### [WHAT IS REQUIRED]
Write out again, exactly, the lines below starting at the one with "use sea_orm::entity::prelude::*;" and ending at the one with "impl Related<super::movie_languages::Entity> for".

Segment Start: SUPPLIED MATERIAL

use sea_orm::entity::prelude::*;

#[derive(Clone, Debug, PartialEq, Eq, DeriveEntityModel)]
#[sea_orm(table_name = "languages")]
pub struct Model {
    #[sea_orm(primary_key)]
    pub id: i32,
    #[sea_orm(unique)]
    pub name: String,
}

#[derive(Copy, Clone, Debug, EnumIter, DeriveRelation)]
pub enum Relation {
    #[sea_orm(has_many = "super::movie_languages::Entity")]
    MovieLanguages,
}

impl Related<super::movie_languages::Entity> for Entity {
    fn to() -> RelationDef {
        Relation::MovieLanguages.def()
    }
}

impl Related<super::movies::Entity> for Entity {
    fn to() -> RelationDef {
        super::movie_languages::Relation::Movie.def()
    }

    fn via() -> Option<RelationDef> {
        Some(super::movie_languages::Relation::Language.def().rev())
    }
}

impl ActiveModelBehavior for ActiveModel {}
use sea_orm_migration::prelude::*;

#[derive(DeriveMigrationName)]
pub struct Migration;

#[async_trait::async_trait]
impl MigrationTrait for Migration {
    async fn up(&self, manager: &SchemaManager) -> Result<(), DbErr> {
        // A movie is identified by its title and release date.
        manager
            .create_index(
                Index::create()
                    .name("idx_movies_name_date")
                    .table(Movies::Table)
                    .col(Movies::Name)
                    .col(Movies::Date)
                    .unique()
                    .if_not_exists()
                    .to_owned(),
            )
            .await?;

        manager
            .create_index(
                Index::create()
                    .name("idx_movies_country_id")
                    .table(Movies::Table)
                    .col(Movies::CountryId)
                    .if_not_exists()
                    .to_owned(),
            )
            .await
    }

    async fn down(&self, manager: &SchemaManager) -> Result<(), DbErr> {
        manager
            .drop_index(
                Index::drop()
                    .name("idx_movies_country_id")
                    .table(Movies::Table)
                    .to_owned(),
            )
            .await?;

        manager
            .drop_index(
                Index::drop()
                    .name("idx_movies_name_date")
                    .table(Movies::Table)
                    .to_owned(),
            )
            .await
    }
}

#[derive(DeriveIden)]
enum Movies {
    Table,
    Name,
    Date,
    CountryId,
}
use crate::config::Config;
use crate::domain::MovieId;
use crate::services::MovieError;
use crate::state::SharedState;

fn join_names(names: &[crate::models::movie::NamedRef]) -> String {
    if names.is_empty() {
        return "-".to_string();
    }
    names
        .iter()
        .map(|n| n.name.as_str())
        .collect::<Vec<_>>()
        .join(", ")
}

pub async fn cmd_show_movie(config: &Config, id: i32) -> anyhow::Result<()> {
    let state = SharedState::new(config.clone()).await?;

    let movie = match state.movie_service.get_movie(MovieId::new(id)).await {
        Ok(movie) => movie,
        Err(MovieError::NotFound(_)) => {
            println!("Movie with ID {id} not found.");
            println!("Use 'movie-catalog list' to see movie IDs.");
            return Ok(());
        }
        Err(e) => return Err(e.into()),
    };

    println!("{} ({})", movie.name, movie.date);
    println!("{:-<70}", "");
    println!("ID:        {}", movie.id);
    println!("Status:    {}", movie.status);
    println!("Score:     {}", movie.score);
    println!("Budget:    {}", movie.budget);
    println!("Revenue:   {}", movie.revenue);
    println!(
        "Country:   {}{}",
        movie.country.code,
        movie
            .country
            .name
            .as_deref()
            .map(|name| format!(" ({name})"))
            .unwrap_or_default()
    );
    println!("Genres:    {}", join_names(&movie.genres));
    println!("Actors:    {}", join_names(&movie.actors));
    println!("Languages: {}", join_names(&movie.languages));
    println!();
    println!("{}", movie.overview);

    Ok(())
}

Segment End: SUPPLIED MATERIAL
Segment Start: SUPPLIED MATERIAL

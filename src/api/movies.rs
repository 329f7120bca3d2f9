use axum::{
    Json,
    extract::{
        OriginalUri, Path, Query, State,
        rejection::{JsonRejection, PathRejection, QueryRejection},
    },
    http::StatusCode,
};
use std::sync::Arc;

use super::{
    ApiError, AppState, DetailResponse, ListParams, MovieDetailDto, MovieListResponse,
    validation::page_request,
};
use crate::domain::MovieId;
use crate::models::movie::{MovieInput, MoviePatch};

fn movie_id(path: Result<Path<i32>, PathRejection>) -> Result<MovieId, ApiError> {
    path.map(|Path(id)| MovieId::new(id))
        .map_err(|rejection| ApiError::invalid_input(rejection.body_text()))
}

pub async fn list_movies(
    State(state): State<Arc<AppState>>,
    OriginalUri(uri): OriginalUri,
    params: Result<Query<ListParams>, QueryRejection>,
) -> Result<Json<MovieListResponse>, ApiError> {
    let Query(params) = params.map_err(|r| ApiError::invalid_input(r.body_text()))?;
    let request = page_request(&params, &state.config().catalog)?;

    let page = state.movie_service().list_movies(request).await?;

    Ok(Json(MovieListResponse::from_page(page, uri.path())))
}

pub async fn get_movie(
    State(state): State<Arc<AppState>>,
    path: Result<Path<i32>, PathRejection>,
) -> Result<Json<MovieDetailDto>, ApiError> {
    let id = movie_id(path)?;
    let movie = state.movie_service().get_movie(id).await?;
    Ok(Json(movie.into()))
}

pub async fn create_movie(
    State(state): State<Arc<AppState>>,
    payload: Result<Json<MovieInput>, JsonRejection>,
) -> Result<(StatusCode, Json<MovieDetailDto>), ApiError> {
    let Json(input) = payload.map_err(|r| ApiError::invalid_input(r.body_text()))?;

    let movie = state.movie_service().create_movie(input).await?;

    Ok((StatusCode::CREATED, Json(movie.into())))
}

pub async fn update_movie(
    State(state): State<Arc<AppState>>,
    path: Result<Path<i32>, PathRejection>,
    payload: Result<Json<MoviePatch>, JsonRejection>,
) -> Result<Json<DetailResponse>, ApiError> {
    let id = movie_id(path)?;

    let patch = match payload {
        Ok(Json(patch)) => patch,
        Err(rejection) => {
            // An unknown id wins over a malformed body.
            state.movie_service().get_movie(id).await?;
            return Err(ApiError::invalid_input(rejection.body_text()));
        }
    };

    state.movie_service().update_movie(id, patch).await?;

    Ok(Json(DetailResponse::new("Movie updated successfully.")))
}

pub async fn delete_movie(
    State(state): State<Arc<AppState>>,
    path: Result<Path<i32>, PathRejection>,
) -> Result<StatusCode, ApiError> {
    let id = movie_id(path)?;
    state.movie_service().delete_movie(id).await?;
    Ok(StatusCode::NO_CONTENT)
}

Segment End: SUPPLIED MATERIAL

### [TASK RESPONSE]
use sea_orm::entity::prelude::*;

#[derive(Clone, Debug, PartialEq, Eq, DeriveEntityModel)]
#[sea_orm(table_name = "languages")]
pub struct Model {
    #[sea_orm(primary_key)]
    pub id: i32,
    #[sea_orm(unique)]
    pub name: String,
}

#[derive(Copy, Clone, Debug, EnumIter, DeriveRelation)]
pub enum Relation {
    #[sea_orm(has_many = "super::movie_languages::Entity")]
    MovieLanguages,
}

impl Related<super::movie_languages::Entity> for Entity {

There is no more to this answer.